Routine (conventional) processing requires 2–3 working days before a diagnosis is


delivered to the patient. The rapid processing schedules that are available currently
require a minimum of 16–48 h for completion.

Diagnosis pathology is largely dependent on formalin-fixed paraffin-embedded tissue


sections. This study presents a rapid processing technique (RaPT) [Table 1] and is
compared with the routine processing technique (RoPT). The properties of tissues
processed by rapid technique were comparable with routinely processed tissues, with
reference to ease of sectioning, yield of good ribbons, good staining, permanency of
stain (6–12 months observation) and satisfactory staining quality.
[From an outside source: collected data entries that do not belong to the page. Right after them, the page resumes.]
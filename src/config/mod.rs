// src/config/mod.rs - Fleet configuration system
use serde::{Deserialize, Serialize};
use std::path::Path;

use crate::error::ConfigError;

/// Top-level fleet configuration, loaded from a TOML file.
#[derive(Debug, Clone, Deserialize, Serialize, Default)]
pub struct FleetConfig {
    #[serde(default)]
    pub printers: Vec<PrinterConfig>,

    #[serde(default)]
    pub service: ServiceConfig,
}

/// One configured printer. `kind` stays a free-form string here so that a
/// single unknown vendor cannot fail parsing of the whole fleet file; the
/// client factory rejects unsupported kinds per printer.
#[derive(Debug, Clone, Deserialize, Serialize)]
pub struct PrinterConfig {
    pub id: String,

    #[serde(default)]
    pub name: String,

    pub kind: String,

    /// Hostname or IP address of the device.
    pub address: String,

    #[serde(default = "default_port")]
    pub port: u16,

    #[serde(default)]
    pub use_https: bool,

    /// Access code for telemetry (MQTT) printers.
    #[serde(default)]
    pub access_code: Option<String>,

    /// Device serial number, required for telemetry printers (scopes the
    /// MQTT topics).
    #[serde(default)]
    pub serial_number: Option<String>,

    /// API key for HTTP printers.
    #[serde(default)]
    pub api_key: Option<String>,

    #[serde(default = "default_active")]
    pub active: bool,
}

impl PrinterConfig {
    /// Base URL for the HTTP vendor kinds: `scheme://address[:port]`.
    pub fn base_url(&self) -> String {
        let scheme = if self.use_https { "https" } else { "http" };
        let default = if self.use_https { 443 } else { 80 };
        if self.port == default {
            format!("{}://{}", scheme, self.address)
        } else {
            format!("{}://{}:{}", scheme, self.address, self.port)
        }
    }

    /// Display name, falling back to the id.
    pub fn display_name(&self) -> &str {
        if self.name.is_empty() { &self.id } else { &self.name }
    }

    /// The credential configured for this printer, whichever field carries
    /// it. Used only for redacted diagnostics.
    pub fn credential(&self) -> &str {
        self.access_code
            .as_deref()
            .or(self.api_key.as_deref())
            .unwrap_or("")
    }

    fn require<'a>(
        &self,
        field: &'static str,
        value: &'a Option<String>,
    ) -> Result<&'a str, ConfigError> {
        match value.as_deref().filter(|v| !v.is_empty()) {
            Some(v) => Ok(v),
            None => Err(ConfigError::MissingField {
                printer_id: self.id.clone(),
                field,
                kind: self.kind.clone(),
            }),
        }
    }

    /// Validate vendor-kind-specific required fields.
    pub fn validate(&self) -> Result<(), ConfigError> {
        match self.kind.as_str() {
            "telemetry-mqtt" => {
                self.require("access_code", &self.access_code)?;
                self.require("serial_number", &self.serial_number)?;
            }
            "polling-http" | "push-http" => {
                self.require("api_key", &self.api_key)?;
            }
            other => {
                return Err(ConfigError::UnsupportedKind {
                    printer_id: self.id.clone(),
                    kind: other.to_string(),
                });
            }
        }
        Ok(())
    }
}

/// Tuning knobs for the supervisor and clients. Every network operation is
/// bounded by one of these.
#[derive(Debug, Clone, Deserialize, Serialize)]
pub struct ServiceConfig {
    /// Deadline for establishing a session.
    #[serde(default = "default_connect_timeout")]
    pub connect_timeout_secs: u64,

    /// Deadline for a single status/file/command request.
    #[serde(default = "default_request_timeout")]
    pub request_timeout_secs: u64,

    /// Window to wait for a telemetry command acknowledgment.
    #[serde(default = "default_ack_timeout")]
    pub command_ack_timeout_secs: u64,

    /// Interval between monitor polls of each printer.
    #[serde(default = "default_poll_interval")]
    pub status_poll_secs: u64,

    /// Deadline for the lightweight health-check probe.
    #[serde(default = "default_probe_timeout")]
    pub probe_timeout_secs: u64,

    /// Consecutive monitor failures before a session is marked degraded.
    #[serde(default = "default_degrade_after")]
    pub degrade_after_failures: u32,

    /// Consecutive monitor failures before a session is torn down.
    #[serde(default = "default_disconnect_after")]
    pub disconnect_after_failures: u32,

    /// Interval between fleet health summaries in the host binary.
    #[serde(default = "default_health_interval")]
    pub health_interval_secs: u64,
}

fn default_port() -> u16 {
    80
}
fn default_active() -> bool {
    true
}
fn default_connect_timeout() -> u64 {
    15
}
fn default_request_timeout() -> u64 {
    10
}
fn default_ack_timeout() -> u64 {
    5
}
fn default_poll_interval() -> u64 {
    5
}
fn default_probe_timeout() -> u64 {
    3
}
fn default_degrade_after() -> u32 {
    3
}
fn default_disconnect_after() -> u32 {
    6
}
fn default_health_interval() -> u64 {
    30
}

impl Default for ServiceConfig {
    fn default() -> Self {
        Self {
            connect_timeout_secs: default_connect_timeout(),
            request_timeout_secs: default_request_timeout(),
            command_ack_timeout_secs: default_ack_timeout(),
            status_poll_secs: default_poll_interval(),
            probe_timeout_secs: default_probe_timeout(),
            degrade_after_failures: default_degrade_after(),
            disconnect_after_failures: default_disconnect_after(),
            health_interval_secs: default_health_interval(),
        }
    }
}

impl FleetConfig {
    /// Load the fleet configuration from a TOML file.
    pub fn load(path: &Path) -> Result<Self, ConfigError> {
        let contents = std::fs::read_to_string(path).map_err(|e| ConfigError::Io {
            path: path.display().to_string(),
            source: e,
        })?;
        let config = Self::parse(&contents).map_err(|e| ConfigError::Parse {
            path: path.display().to_string(),
            source: e,
        })?;
        config.check_unique_ids()?;
        tracing::info!(
            path = %path.display(),
            printers = config.printers.len(),
            "loaded fleet configuration"
        );
        Ok(config)
    }

    fn parse(contents: &str) -> Result<Self, toml::de::Error> {
        toml::from_str(contents)
    }

    fn check_unique_ids(&self) -> Result<(), ConfigError> {
        let mut seen = std::collections::HashSet::new();
        for printer in &self.printers {
            if !seen.insert(printer.id.as_str()) {
                return Err(ConfigError::DuplicateId(printer.id.clone()));
            }
        }
        Ok(())
    }

    /// Printers the supervisor should manage.
    pub fn active_printers(&self) -> impl Iterator<Item = &PrinterConfig> {
        self.printers.iter().filter(|p| p.active)
    }
}

#[cfg(test)]
mod tests {
    use super::*;

    fn sample_config() -> &'static str {
        r#"
[service]
status_poll_secs = 2

[[printers]]
id = "bambu_001"
name = "Bambu X1C"
kind = "telemetry-mqtt"
address = "192.168.1.50"
access_code = "12345678"
serial_number = "01S00C123400001"

[[printers]]
id = "prusa_001"
name = "Prusa MK4"
kind = "polling-http"
address = "192.168.1.51"
api_key = "prusa-key"

[[printers]]
id = "octo_001"
kind = "push-http"
address = "192.168.1.52"
port = 5000
api_key = "octo-key"
active = false
"#
    }

    #[test]
    fn parses_fleet_toml() {
        let config = FleetConfig::parse(sample_config()).unwrap();
        assert_eq!(config.printers.len(), 3);
        assert_eq!(config.service.status_poll_secs, 2);
        assert_eq!(config.service.request_timeout_secs, 10);

        let bambu = &config.printers[0];
        assert_eq!(bambu.id, "bambu_001");
        assert_eq!(bambu.serial_number.as_deref(), Some("01S00C123400001"));
        assert!(bambu.active);
    }

    #[test]
    fn active_filter_skips_inactive_printers() {
        let config = FleetConfig::parse(sample_config()).unwrap();
        let active: Vec<_> = config.active_printers().map(|p| p.id.as_str()).collect();
        assert_eq!(active, vec!["bambu_001", "prusa_001"]);
    }

    #[test]
    fn base_url_composition() {
        let mut printer = PrinterConfig {
            id: "p".into(),
            name: String::new(),
            kind: "push-http".into(),
            address: "octopi.local".into(),
            port: default_port(),
            use_https: false,
            access_code: None,
            serial_number: None,
            api_key: Some("k".into()),
            active: true,
        };
        assert_eq!(printer.base_url(), "http://octopi.local");

        printer.port = 5000;
        assert_eq!(printer.base_url(), "http://octopi.local:5000");

        printer.use_https = true;
        assert_eq!(printer.base_url(), "https://octopi.local:5000");

        printer.port = 443;
        assert_eq!(printer.base_url(), "https://octopi.local");
    }

    #[test]
    fn validation_requires_vendor_fields() {
        let config = FleetConfig::parse(sample_config()).unwrap();

        let mut bambu = config.printers[0].clone();
        assert!(bambu.validate().is_ok());
        bambu.serial_number = None;
        let err = bambu.validate().unwrap_err();
        assert!(matches!(
            err,
            ConfigError::MissingField { field: "serial_number", .. }
        ));

        let mut prusa = config.printers[1].clone();
        assert!(prusa.validate().is_ok());
        prusa.api_key = Some(String::new());
        assert!(prusa.validate().is_err());
    }

    #[test]
    fn unknown_kind_is_rejected_per_printer() {
        let printer = PrinterConfig {
            id: "mystery".into(),
            name: String::new(),
            kind: "laser-engraver".into(),
            address: "10.0.0.9".into(),
            port: default_port(),
            use_https: false,
            access_code: None,
            serial_number: None,
            api_key: None,
            active: true,
        };
        assert!(matches!(
            printer.validate().unwrap_err(),
            ConfigError::UnsupportedKind { .. }
        ));
    }

    #[test]
    fn duplicate_ids_are_rejected() {
        let doubled = r#"
[[printers]]
id = "p1"
kind = "polling-http"
address = "a"
api_key = "k"

[[printers]]
id = "p1"
kind = "polling-http"
address = "b"
api_key = "k"
"#;
        let config = FleetConfig::parse(doubled).unwrap();
        assert!(matches!(
            config.check_unique_ids().unwrap_err(),
            ConfigError::DuplicateId(id) if id == "p1"
        ));
    }

    #[test]
    fn load_reads_from_disk() {
        let dir = tempfile::tempdir().unwrap();
        let path = dir.path().join("fleet.toml");
        std::fs::write(&path, sample_config()).unwrap();
        let config = FleetConfig::load(&path).unwrap();
        assert_eq!(config.printers.len(), 3);

        assert!(matches!(
            FleetConfig::load(&dir.path().join("missing.toml")).unwrap_err(),
            ConfigError::Io { .. }
        ));
    }
}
These properties
were observed in both soft tissues and hard tissues processed by these techniques.
Furthermore, decalcified tissues were subjected to both the techniques to observe and
compare. However, no statistical comparison was made for hard tissues as the sample
size for hard tissues was less.

Histology techniques are among the gold-standard techniques for the morphological
evaluation of biological specimens. From academic to clinical labs, several types of
traditional histology protocols are used every day. One of the most important
applications of histology techniques is their application in patient diagnosis. When
evaluated by experienced pathologists, histological images may provide information on
disease staging and progression. However, the application of standard histologic
techniques is limited to the study of dead, fixed samples, and the study of living
samples is out of scope.

H&E stain contain haemotoxylin and eosin. Haemotoxylin is basic stain. It will stain
basophilic component, such as nuclei as dark blue . Meanwhile, eosin, which is acidic
stain, will stain acidophilic substrate as pinky red in different degree. For instance,
cytoplasm which fulfilled with granular mass is stained pink; collagen and muscle is
stained pink and erythrocyte (red blood cell) is stained intensely red.

PAS stain contains periodic acid and Schiff reagent. Periodic acid can oxidize the vicinal
diol (glycol part) in the glycol-sugar and produce two aldehyde groups at two free tips of
each monosaccharide ring while splitting the bond between the two carbons. On the
other hand, Schiff's reagent consists of para-saniline solution (Basic fuchsin), which
was decolourised by the sulphurous acid by adding extra sulphurous group to the
central carbon of dye. For the reaction with aldehydes in the tissue, the alkyl sulphonic
derivative of the dye is formed and restores the quinoid chromophobic group to give a
magenta colour on the tissue. At the end of reaction, basement membrane and brush
border (microvilli) of ileum stain pink and the goblet cell stain magenta red. The staining
mechanism for Masson Trichrome stain is mainly based on molecular size theory. For
instance, erythrocyte is stained red by the smallest molecular size dye, Ponceau 2R
(MW-480); Acid fuchsin, which has intermediate molecular size (MW-586), stains
muscle and cytoplasm pink; Collagen, which is more permeable, stained green by the
light green, which has large molecular size.